▶ What you need to do:
When you answer, restate the entries below without altering anything.

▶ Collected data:
┌────────
//! Run pipeline: fetch inputs, compute allocations, render the report.
//!
//! Every selected distribution is prechecked before the first network call,
//! and every report is computed before anything is written, so a failure in
//! any distribution leaves stdout untouched.

use std::io::Write;

use serde::Serialize;
use splitcalc_allocation::{
    complement_pair, supply_fraction, AllocationEngine, AllocationError, AllocationReport,
};
use splitcalc_client::{BalanceSource, SupplySource};
use splitcalc_types::{Balance, Bps};

use crate::config::{BalanceParse, CalcConfig, DistributionConfig, SupplyLeg};
use crate::error::RunError;

/// Observed supply of one leg of a supply split.
#[derive(Clone, Debug, PartialEq, Serialize)]
pub struct SupplyObservation {
    pub chain_id: u64,
    pub token: String,
    pub total_supply: u64,
    /// Fraction of the combined supply, in `[0, 1]`.
    pub fraction: f64,
    pub share: Bps,
}

/// Result of one distribution.
#[derive(Clone, Debug, PartialEq, Serialize)]
pub struct DistributionReport {
    pub name: String,
    pub source: String,
    pub supplies: Option<[SupplyObservation; 2]>,
    pub report: AllocationReport,
}

pub struct Calculator<'a> {
    config: &'a CalcConfig,
    engine: AllocationEngine,
}

impl<'a> Calculator<'a> {
    pub fn new(config: &'a CalcConfig) -> Self {
        Self {
            config,
            engine: AllocationEngine::new(config.arithmetic),
        }
    }

    /// Compute a distribution from already-known inputs. No network access.
    ///
    /// `supplies` is `(first, second)` total supply and is required when the
    /// distribution has a supply split.
    pub fn compute(
        &self,
        dist: &DistributionConfig,
        balance: Balance,
        supplies: Option<(u64, u64)>,
    ) -> Result<DistributionReport, RunError> {
        let alloc_err = |source: AllocationError| RunError::Allocation {
            name: dist.name.clone(),
            source,
        };
        dist.precheck().map_err(alloc_err)?;

        let (pair, observations) = match (&dist.supply_split, supplies) {
            (None, _) => (None, None),
            (Some(_), None) => return Err(RunError::MissingSupply(dist.name.clone())),
            (Some(split), Some((x, y))) => {
                let (first, second) =
                    complement_pair(split.budget_bps, x, y, split.rounding).map_err(alloc_err)?;
                let fx = supply_fraction(x, y).map_err(alloc_err)?;
                let fy = supply_fraction(y, x).map_err(alloc_err)?;
                tracing::info!(
                    distribution = %dist.name,
                    first_fraction = fx,
                    second_fraction = fy,
                    first_bps = first.get(),
                    second_bps = second.get(),
                    "supply split computed"
                );
                (
                    Some((first, second)),
                    Some([
                        observe(&split.first, x, fx, first),
                        observe(&split.second, y, fy, second),
                    ]),
                )
            }
        };

        let table = dist.share_table(pair);
        let allocations = self.engine.allocate(balance, &table).map_err(alloc_err)?;
        let report = AllocationReport::new(balance, allocations);
        if !report.remainder().is_zero() {
            tracing::info!(
                distribution = %dist.name,
                remainder = report.remainder().base_units(),
                "rounding remainder stays in source account"
            );
        }

        Ok(DistributionReport {
            name: dist.name.clone(),
            source: dist.source.to_string(),
            supplies: observations,
            report,
        })
    }

    /// Fetch supplies and balance for `dist`, then compute it.
    pub async fn fetch_and_compute<B: BalanceSource, S: SupplySource>(
        &self,
        dist: &DistributionConfig,
        ledger: &B,
        supply: &S,
    ) -> Result<DistributionReport, RunError> {
        tracing::info!(distribution = %dist.name, "calculating distribution");

        let supplies = match &dist.supply_split {
            Some(split) => {
                let x = self.fetch_supply(dist, &split.first, supply).await?;
                let y = self.fetch_supply(dist, &split.second, supply).await?;
                Some((x, y))
            }
            None => None,
        };

        let account = dist.source.as_str();
        tracing::info!(distribution = %dist.name, account, "getting account balance");
        let raw = ledger
            .account_balance(account)
            .await
            .map_err(|source| RunError::Client {
                name: dist.name.clone(),
                target: account.to_string(),
                source,
            })?;
        let balance = self.parse_balance(dist, &raw)?;

        self.compute(dist, balance, supplies)
    }

    /// Precheck every distribution, then fetch and compute them in order.
    pub async fn run_all<B: BalanceSource, S: SupplySource>(
        &self,
        dists: &[&DistributionConfig],
        ledger: &B,
        supply: &S,
    ) -> Result<Vec<DistributionReport>, RunError> {
        for dist in dists {
            dist.precheck().map_err(|source| RunError::Allocation {
                name: dist.name.clone(),
                source,
            })?;
        }

        let mut reports = Vec::with_capacity(dists.len());
        for dist in dists {
            reports.push(self.fetch_and_compute(dist, ledger, supply).await?);
        }
        Ok(reports)
    }

    async fn fetch_supply<S: SupplySource>(
        &self,
        dist: &DistributionConfig,
        leg: &SupplyLeg,
        supply: &S,
    ) -> Result<u64, RunError> {
        let token = supply
            .token_supply(leg.chain_id, &leg.token)
            .await
            .map_err(|source| RunError::Client {
                name: dist.name.clone(),
                target: format!("token {} on chain {}", leg.token, leg.chain_id),
                source,
            })?;
        tracing::info!(
            chain_id = leg.chain_id,
            symbol = %token.symbol,
            total_supply = token.total_supply,
            "token supply"
        );
        Ok(token.total_supply)
    }

    /// Parse a balance string under the configured [`BalanceParse`] policy.
    pub fn parse_balance(&self, dist: &DistributionConfig, raw: &str) -> Result<Balance, RunError> {
        match self.config.balance_parse {
            BalanceParse::Strict => Balance::parse(raw).map_err(|source| RunError::Balance {
                name: dist.name.clone(),
                account: dist.source.to_string(),
                source,
            }),
            BalanceParse::Lenient => {
                let balance = Balance::parse_lenient(raw);
                if balance.is_zero() && Balance::parse(raw).is_err() {
                    tracing::warn!(
                        account = %dist.source,
                        raw,
                        "malformed balance treated as zero"
                    );
                }
                Ok(balance)
            }
        }
    }
}

fn observe(leg: &SupplyLeg, total_supply: u64, fraction: f64, share: Bps) -> SupplyObservation {
    SupplyObservation {
        chain_id: leg.chain_id,
        token: leg.token.clone(),
        total_supply,
        fraction,
        share,
    }
}

/// Write the human-readable report and `sendTokens` line of every distribution.
pub fn render<W: Write>(
    reports: &[DistributionReport],
    symbol: &str,
    out: &mut W,
) -> Result<(), RunError> {
    for dist in reports {
        writeln!(out, "Calculating {}...", dist.name)?;
        if let Some(supplies) = &dist.supplies {
            for s in supplies {
                writeln!(
                    out,
                    "Token supply on chain {} ({}): {}",
                    s.chain_id, s.token, s.total_supply
                )?;
            }
            for s in supplies {
                writeln!(
                    out,
                    "Supply share on chain {}: {} ({})",
                    s.chain_id, s.fraction, s.share
                )?;
            }
        }
        writeln!(out, "Account: {}", dist.source)?;
        writeln!(out, "{}", dist.report.balance_line(symbol))?;
        for line in dist.report.allocation_lines(symbol) {
            writeln!(out, "{line}")?;
        }
        writeln!(out, "Generating CLI params...")?;
        let payload = dist.report.send_tokens_line().map_err(|source| RunError::Allocation {
            name: dist.name.clone(),
            source,
        })?;
        writeln!(out, "{payload}")?;
    }
    Ok(())
}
└────────
▶ Your solution:
//! Run pipeline: fetch inputs, compute allocations, render the report.
//!
//! Every selected distribution is prechecked before the first network call,
//! and every report is computed before anything is written, so a failure in
//! any distribution leaves stdout untouched.

use std::io::Write;

use serde::Serialize;
use splitcalc_allocation::{
    complement_pair, supply_fraction, AllocationEngine, AllocationError, AllocationReport,
};
use splitcalc_client::{BalanceSource, SupplySource};
use splitcalc_types::{Balance, Bps};

use crate::config::{BalanceParse, CalcConfig, DistributionConfig, SupplyLeg};
use crate::error::RunError;

/// Observed supply of one leg of a supply split.
#[derive(Clone, Debug, PartialEq, Serialize)]
pub struct SupplyObservation {
    pub chain_id: u64,
    pub token: String,
    pub total_supply: u64,
    /// Fraction of the combined supply, in `[0, 1]`.
    pub fraction: f64,
    pub share: Bps,
}

/// Result of one distribution.
#[derive(Clone, Debug, PartialEq, Serialize)]
pub struct DistributionReport {
    pub name: String,
    pub source: String,
    pub supplies: Option<[SupplyObservation; 2]>,
    pub report: AllocationReport,
}

pub struct Calculator<'a> {
    config: &'a CalcConfig,
    engine: AllocationEngine,
}

impl<'a> Calculator<'a> {
    pub fn new(config: &'a CalcConfig) -> Self {
        Self {
            config,
            engine: AllocationEngine::new(config.arithmetic),
        }
    }

    /// Compute a distribution from already-known inputs. No network access.
    ///
    /// `supplies` is `(first, second)` total supply and is required when the
    /// distribution has a supply split.
    pub fn compute(
        &self,
        dist: &DistributionConfig,
        balance: Balance,
        supplies: Option<(u64, u64)>,
    ) -> Result<DistributionReport, RunError> {
        let alloc_err = |source: AllocationError| RunError::Allocation {
            name: dist.name.clone(),
            source,
        };
        dist.precheck().map_err(alloc_err)?;

        let (pair, observations) = match (&dist.supply_split, supplies) {
            (None, _) => (None, None),
            (Some(_), None) => return Err(RunError::MissingSupply(dist.name.clone())),
            (Some(split), Some((x, y))) => {
                let (first, second) =
                    complement_pair(split.budget_bps, x, y, split.rounding).map_err(alloc_err)?;
                let fx = supply_fraction(x, y).map_err(alloc_err)?;
                let fy = supply_fraction(y, x).map_err(alloc_err)?;
                tracing::info!(
                    distribution = %dist.name,
                    first_fraction = fx,
                    second_fraction = fy,
                    first_bps = first.get(),
                    second_bps = second.get(),
                    "supply split computed"
                );
                (
                    Some((first, second)),
                    Some([
                        observe(&split.first, x, fx, first),
                        observe(&split.second, y, fy, second),
                    ]),
                )
            }
        };

        let table = dist.share_table(pair);
        let allocations = self.engine.allocate(balance, &table).map_err(alloc_err)?;
        let report = AllocationReport::new(balance, allocations);
        if !report.remainder().is_zero() {
            tracing::info!(
                distribution = %dist.name,
                remainder = report.remainder().base_units(),
                "rounding remainder stays in source account"
            );
        }

        Ok(DistributionReport {
            name: dist.name.clone(),
            source: dist.source.to_string(),
            supplies: observations,
            report,
        })
    }

    /// Fetch supplies and balance for `dist`, then compute it.
    pub async fn fetch_and_compute<B: BalanceSource, S: SupplySource>(
        &self,
        dist: &DistributionConfig,
        ledger: &B,
        supply: &S,
    ) -> Result<DistributionReport, RunError> {
        tracing::info!(distribution = %dist.name, "calculating distribution");

        let supplies = match &dist.supply_split {
            Some(split) => {
                let x = self.fetch_supply(dist, &split.first, supply).await?;
                let y = self.fetch_supply(dist, &split.second, supply).await?;
                Some((x, y))
            }
            None => None,
        };

        let account = dist.source.as_str();
        tracing::info!(distribution = %dist.name, account, "getting account balance");
        let raw = ledger
            .account_balance(account)
            .await
            .map_err(|source| RunError::Client {
                name: dist.name.clone(),
                target: account.to_string(),
                source,
            })?;
        let balance = self.parse_balance(dist, &raw)?;

        self.compute(dist, balance, supplies)
    }

    /// Precheck every distribution, then fetch and compute them in order.
    pub async fn run_all<B: BalanceSource, S: SupplySource>(
        &self,
        dists: &[&DistributionConfig],
        ledger: &B,
        supply: &S,
    ) -> Result<Vec<DistributionReport>, RunError> {
        for dist in dists {
            dist.precheck().map_err(|source| RunError::Allocation {
                name: dist.name.clone(),
                source,
            })?;
        }

        let mut reports = Vec::with_capacity(dists.len());
        for dist in dists {
            reports.push(self.fetch_and_compute(dist, ledger, supply).await?);
        }
        Ok(reports)
    }

    async fn fetch_supply<S: SupplySource>(
        &self,
        dist: &DistributionConfig,
        leg: &SupplyLeg,
        supply: &S,
    ) -> Result<u64, RunError> {
        let token = supply
            .token_supply(leg.chain_id, &leg.token)
            .await
            .map_err(|source| RunError::Client {
                name: dist.name.clone(),
                target: format!("token {} on chain {}", leg.token, leg.chain_id),
                source,
            })?;
        tracing::info!(
            chain_id = leg.chain_id,
            symbol = %token.symbol,
            total_supply = token.total_supply,
            "token supply"
        );
        Ok(token.total_supply)
    }

    /// Parse a balance string under the configured [`BalanceParse`] policy.
    pub fn parse_balance(&self, dist: &DistributionConfig, raw: &str) -> Result<Balance, RunError> {
        match self.config.balance_parse {
            BalanceParse::Strict => Balance::parse(raw).map_err(|source| RunError::Balance {
                name: dist.name.clone(),
                account: dist.source.to_string(),
                source,
            }),
            BalanceParse::Lenient => {
                let balance = Balance::parse_lenient(raw);
                if balance.is_zero() && Balance::parse(raw).is_err() {
                    tracing::warn!(
                        account = %dist.source,
                        raw,
                        "malformed balance treated as zero"
                    );
                }
                Ok(balance)
            }
        }
    }
}

fn observe(leg: &SupplyLeg, total_supply: u64, fraction: f64, share: Bps) -> SupplyObservation {
    SupplyObservation {
        chain_id: leg.chain_id,
        token: leg.token.clone(),
        total_supply,
        fraction,
        share,
    }
}

/// Write the human-readable report and `sendTokens` line of every distribution.
pub fn render<W: Write>(
    reports: &[DistributionReport],
    symbol: &str,
    out: &mut W,
) -> Result<(), RunError> {
    for dist in reports {
        writeln!(out, "Calculating {}...", dist.name)?;
        if let Some(supplies) = &dist.supplies {
            for s in supplies {
                writeln!(
                    out,
                    "Token supply on chain {} ({}): {}",
                    s.chain_id, s.token, s.total_supply
                )?;
            }
            for s in supplies {
                writeln!(
                    out,
                    "Supply share on chain {}: {} ({})",
                    s.chain_id, s.fraction, s.share
                )?;
            }
        }
        writeln!(out, "Account: {}", dist.source)?;
        writeln!(out, "{}", dist.report.balance_line(symbol))?;
        for line in dist.report.allocation_lines(symbol) {
            writeln!(out, "{line}")?;
        }
        writeln!(out, "Generating CLI params...")?;
        let payload = dist.report.send_tokens_line().map_err(|source| RunError::Allocation {
            name: dist.name.clone(),
            source,
        })?;
        writeln!(out, "{payload}")?;
    }
    Ok(())
}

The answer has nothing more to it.